_Directions:_ Respond with nothing but the number of lines in this data that include the word "Generate".
^^^^^^^^^^^^^^^^
//! RNG module - bag-style random piece selection
//!
//! [`BagRandomizer`] draws kinds without replacement: within each bag of 7
//! draws every kind appears exactly once. The marker set for the current bag
//! lives in the randomizer itself, so independent games never share it.
//!
//! Also provides a simple LCG so a game is reproducible from its seed.

use crate::types::PieceKind;

/// Simple LCG (Linear Congruential Generator) RNG
/// Uses constants from Numerical Recipes
#[derive(Debug, Clone)]
pub struct SimpleRng {
    state: u32,
}

impl SimpleRng {
    /// Create a new RNG with the given seed
    pub fn new(seed: u32) -> Self {
        // Avoid 0 seed which would produce all zeros
        let state = if seed == 0 { 1 } else { seed };
        Self { state }
    }

    /// Generate next random u32
    pub fn next_u32(&mut self) -> u32 {
        // LCG formula: (a * state + c) mod m
        // Using Numerical Recipes constants: a=1664525, c=1013904223, m=2^32
        self.state = self.state.wrapping_mul(1664525).wrapping_add(1013904223);
        self.state
    }

    /// Generate random value in range [0, max)
    pub fn next_range(&mut self, max: u32) -> u32 {
        // High bits of an LCG are far better distributed than the low ones.
        ((self.next_u32() as u64 * max as u64) >> 32) as u32
    }

    pub fn state(&self) -> u32 {
        self.state
    }
}

/// Draws piece kinds uniformly among those not yet drawn in the current bag
#[derive(Debug, Clone)]
pub struct BagRandomizer {
    /// Kinds already drawn from the current bag, indexed by [`PieceKind::index`]
    drawn: [bool; PieceKind::COUNT],
    drawn_count: usize,
    rng: SimpleRng,
}

impl BagRandomizer {
    pub fn new(seed: u32) -> Self {
        Self {
            drawn: [false; PieceKind::COUNT],
            drawn_count: 0,
            rng: SimpleRng::new(seed),
        }
    }

    /// Forget every kind drawn from the current bag
    pub fn reset_bag(&mut self) {
        self.drawn = [false; PieceKind::COUNT];
        self.drawn_count = 0;
    }

    /// Draw the next kind.
    ///
    /// `reset_bag` starts a fresh bag before drawing. An exhausted bag also
    /// starts over implicitly.
    pub fn draw(&mut self, reset_bag: bool) -> PieceKind {
        if reset_bag || self.drawn_count == PieceKind::COUNT {
            self.reset_bag();
        }

        let remaining = (PieceKind::COUNT - self.drawn_count) as u32;
        let mut pick = self.rng.next_range(remaining) as usize;

        for kind in PieceKind::ALL {
            if self.drawn[kind.index()] {
                continue;
            }
            if pick == 0 {
                self.drawn[kind.index()] = true;
                self.drawn_count += 1;
                return kind;
            }
            pick -= 1;
        }

        unreachable!("bag bookkeeping out of sync: {} drawn", self.drawn_count)
    }

    /// Kinds still available in the current bag
    pub fn remaining(&self) -> usize {
        PieceKind::COUNT - self.drawn_count
    }

    /// Current RNG state (for restarting with the same sequence)
    pub fn seed(&self) -> u32 {
        self.rng.state()
    }
}

impl Default for BagRandomizer {
    fn default() -> Self {
        Self::new(1)
    }
}

#[cfg(test)]
mod tests {
    use super::*;

    #[test]
    fn test_rng_deterministic() {
        let mut rng1 = SimpleRng::new(12345);
        let mut rng2 = SimpleRng::new(12345);

        for _ in 0..100 {
            assert_eq!(rng1.next_u32(), rng2.next_u32());
        }
    }

    #[test]
    fn test_rng_different_seeds() {
        let mut rng1 = SimpleRng::new(12345);
        let mut rng2 = SimpleRng::new(54321);

        assert_ne!(rng1.next_u32(), rng2.next_u32());
    }

    #[test]
    fn test_next_range_stays_in_bounds() {
        let mut rng = SimpleRng::new(7);
        for max in 1..=7 {
            for _ in 0..200 {
                assert!(rng.next_range(max) < max);
            }
        }
    }

    #[test]
    fn test_bag_draws_all_seven() {
        let mut bag = BagRandomizer::new(1);

        let mut drawn = Vec::new();
        drawn.push(bag.draw(true));
        for _ in 0..6 {
            drawn.push(bag.draw(false));
        }

        for kind in PieceKind::ALL {
            assert!(drawn.contains(&kind), "Missing piece: {:?}", kind);
        }
        assert_eq!(bag.remaining(), 0);
    }

    #[test]
    fn test_reset_draw_restarts_bag() {
        let mut bag = BagRandomizer::new(99);
        bag.draw(false);
        bag.draw(false);
        assert_eq!(bag.remaining(), 5);

        bag.draw(true);
        assert_eq!(bag.remaining(), 6);
    }

    #[test]
    fn test_same_seed_same_sequence() {
        let mut a = BagRandomizer::new(2024);
        let mut b = BagRandomizer::new(2024);
        for i in 0..50 {
            assert_eq!(a.draw(i == 0), b.draw(i == 0));
        }
    }
}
^^^^^^^^^^^^^^^^
_Written reply:_ 2